Il 2020 è appena iniziato e ha già regalato un grande film di Clint Eastwood, un uomo di cinema completo che, ormai vicino ai novant’anni, si riconferma uno dei massimi autori americani. La sua ultima fatica, questo Richard Jewell, propone una storia tesa, intrisa della delusione di un uomo maltrattato dal sistema che ammira, sacrificato al cinismo delle masse per l’avarizia di spietati produttori di notizie. Accanto a Paul Walter Hauser, azzeccatissimo nel ruolo del protagonista, troviamo un cast di tutto rispetto all’interno del quale spiccano due performance, una ottima e una discutibile: quella di Kathy Bates, capace di rendere profondo e credibile un personaggio scritto in maniera tutt’altro che brillante, e quella di Jon Hamm, decisamente sottotono e ormai, dopo Mad Men, mummificato in ruoli che preferiscono imprigionarlo in un completo elegante che valorizzare il suo talento.
Richard Jewell è l’ultimo tassello di una filmografia coerente e al contempo sempre originale, perché il cinema di Eastwood, pur con tutta una serie di sfumature e variazioni, è prima di tutto un cinema di eroi, di personaggi che incarnano ideali, talvolta discutibili come nel caso di Callaghan, in altri casi struggenti (Million Dollar Baby) ma sempre in grado di rimanere impressi nella memoria per la verità che trasudano. Gli eroi degli ultimi anni di Eastwood sono persone comuni poste in situazioni estreme, figure estrapolate dalla cronaca ed elevate ad esempio di umanità da un grande creatore di miti americani. Jewell non fa eccezione, un uomo talmente fiducioso nella giustizia da sembrare talvolta ingenuo, il cui eroismo diventa motivo d’inquisizione in un sistema corrotto e malizioso, scandalistico prima che investigativo.
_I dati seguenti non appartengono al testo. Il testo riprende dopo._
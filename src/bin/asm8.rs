//! Command-line entry point: parses arguments, runs the assembler, and
//! reports errors either as a `miette` graphical diagnostic or, under
//! `-q`, as a plain `<filename>(<lineno>): <message>` line.

use std::fs::File;
use std::io::Write;
use std::path::{Path, PathBuf};
use std::process::ExitCode;

use asm8::{Assembler, AssemblyError, ListingLine};
use clap::Parser;

/// `asm8 [options] sourcefile [outputfile] [listfile]`
#[derive(Debug, Parser)]
#[command(name = "asm8", about = "A two-pass assembler for the 6502 microprocessor", version)]
struct Cli {
	/// Source file to assemble.
	source: PathBuf,

	/// Output file; defaults to the source path with its extension
	/// replaced by `.bin`.
	output: Option<PathBuf>,

	/// Listing file; defaults to the source path with its extension
	/// replaced by `.lst`. Only used together with `-l`/`-L`.
	listfile: Option<PathBuf>,

	/// Emit a listing to the default (or given) listing path.
	#[arg(short = 'l')]
	listing: bool,

	/// Emit a listing that also expands MACRO/REPT bodies line by line.
	#[arg(short = 'L')]
	verbose_listing: bool,

	/// Pre-define a VALUE label with value 1. May be repeated.
	#[arg(short = 'd', value_name = "name")]
	defines: Vec<String>,

	/// Suppress per-pass progress messages.
	#[arg(short = 'q')]
	quiet: bool,
}

fn default_with_extension(source: &Path, extension: &str) -> PathBuf {
	source.with_extension(extension)
}

fn main() -> ExitCode {
	human_panic::setup_panic!();
	env_logger::Builder::from_env(env_logger::Env::default().default_filter_or("warn")).init();

	let cli = Cli::parse();
	run(&cli).unwrap_or_else(|message| {
		eprintln!("{message}");
		ExitCode::FAILURE
	})
}

fn run(cli: &Cli) -> Result<ExitCode, String> {
	let source_text = std::fs::read_to_string(&cli.source)
		.map_err(|os_error| format_error(&AssemblyError::CantOpenFile {
			file_name: cli.source.display().to_string(),
			os_error: os_error.to_string(),
		}, &cli.source, None, cli.quiet))?;

	let want_listing = cli.listing || cli.verbose_listing;
	let listing_path =
		want_listing.then(|| cli.listfile.clone().unwrap_or_else(|| default_with_extension(&cli.source, "lst")));
	let mut listing_lines: Vec<String> = Vec::new();

	let mut assembler = Assembler::new().with_verbose_listing(cli.verbose_listing);
	if want_listing {
		assembler = assembler.with_listing(collect_listing_text(&mut listing_lines));
	}
	for name in &cli.defines {
		log::info!("pre-defining {name} = 1");
		assembler.define_value(name, 1).map_err(|error| format_error(&error, &cli.source, Some(&source_text), cli.quiet))?;
	}

	let bytes = match assembler.assemble_str(&cli.source.display().to_string(), &source_text) {
		Ok(bytes) => bytes,
		Err(error) => return Ok(report_and_fail(&error, &cli.source, &source_text, cli.quiet)),
	};

	let output_path = cli.output.clone().unwrap_or_else(|| default_with_extension(&cli.source, "bin"));
	write_bytes(&output_path, &bytes)?;

	if let Some(listing_path) = listing_path {
		write_listing(&listing_path, &listing_lines)?;
	}

	Ok(ExitCode::SUCCESS)
}

fn collect_listing_text(into: &mut Vec<String>) -> impl FnMut(&ListingLine<'_>) + '_ {
	move |line: &ListingLine<'_>| {
		let pc_text = line.pc.map_or_else(|| "    ".to_owned(), |pc| format!("{pc:04X}"));
		let bytes_text: String = line.bytes_emitted.iter().map(|byte| format!("{byte:02X} ")).collect();
		into.push(format!("{pc_text}  {bytes_text:<12}{}", line.expanded_text));
	}
}

fn write_bytes(path: &Path, bytes: &[u8]) -> Result<(), String> {
	let mut file = File::create(path).map_err(|error| format!("{}: {error}", path.display()))?;
	file.write_all(bytes).map_err(|error| format!("{}: {error}", path.display()))
}

fn write_listing(path: &Path, lines: &[String]) -> Result<(), String> {
	let mut file = File::create(path).map_err(|error| format!("{}: {error}", path.display()))?;
	for line in lines {
		writeln!(file, "{line}").map_err(|error| format!("{}: {error}", path.display()))?;
	}
	Ok(())
}

fn report_and_fail(error: &AssemblyError, source: &Path, source_text: &str, quiet: bool) -> ExitCode {
	eprintln!("{}", format_error(error, source, Some(source_text), quiet));
	ExitCode::FAILURE
}

fn format_error(error: &AssemblyError, source: &Path, source_text: Option<&str>, quiet: bool) -> String {
	let file_name = source.display().to_string();
	if quiet {
		return error.plain(&file_name);
	}
	let mut handler_output = String::new();
	let rendered = match source_text {
		Some(text) => {
			let report = miette::Report::new(error.clone().with_source(&file_name, text));
			miette::GraphicalReportHandler::new().render_report(&mut handler_output, report.as_ref())
		},
		None => {
			let report = miette::Report::new(error.clone());
			miette::GraphicalReportHandler::new().render_report(&mut handler_output, report.as_ref())
		},
	};
	let _ = rendered;
	handler_output
}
La visione di Eastwood trapela limpida e viene perfino esibita con una frase scritta alle spalle di Sam Rockwell sul muro del suo ufficio casalingo: “I fear government more than I fear terrorism”. Richard Jewell è pieno di questi piccoli indizi visivi che gli donano risonanza tematica e la regia ci invita ad esplorare lo spazio per scovarli, come l’accostamento di Jewell ad attori del passato mostrati in televisione, che incarnano e contemporaneamente trasferiscono le loro virtù al protagonista.
Un esempio evidente di questo espediente è l’accostamento di Hauser con il volto di James Stewart, l’uomo di buon cuore per antonomasia del cinema classico, che quasi per osmosi gli trasferisce una purezza rassicurante. Volendo leggerlo in chiave citazionista o come rimando cinefilo, il collegamento con Stewart rievoca inoltre un personaggio interpretato da quest’ultimo in un film tematicamente molto simile a Richard Jewell, cioè il Jefferson Smith idealista in lotta contro la burocrazia politica di Mr. Smith va a Washington. Seguendo Eastwood in questo gioco di caccia al dettaglio è possibile notare che l’immagine scelta come locandina del film, rappresentante Jewell inseguito da una processione di giornalisti che lo circondano e assaltano, ricordi la storia biblica della via crucis (similitudine rafforzata dalla presenza effettiva di una croce formata da videocamere alle spalle di Jewell) e che rimandano, più in generale, al tema del martirio dell’innocente. Quella narrata è la vera storia di un linciaggio mediatico mancato, di una giustizia testarda e inquisitoria che cerca di sacrificare un uomo comune per coprire i propri stessi errori.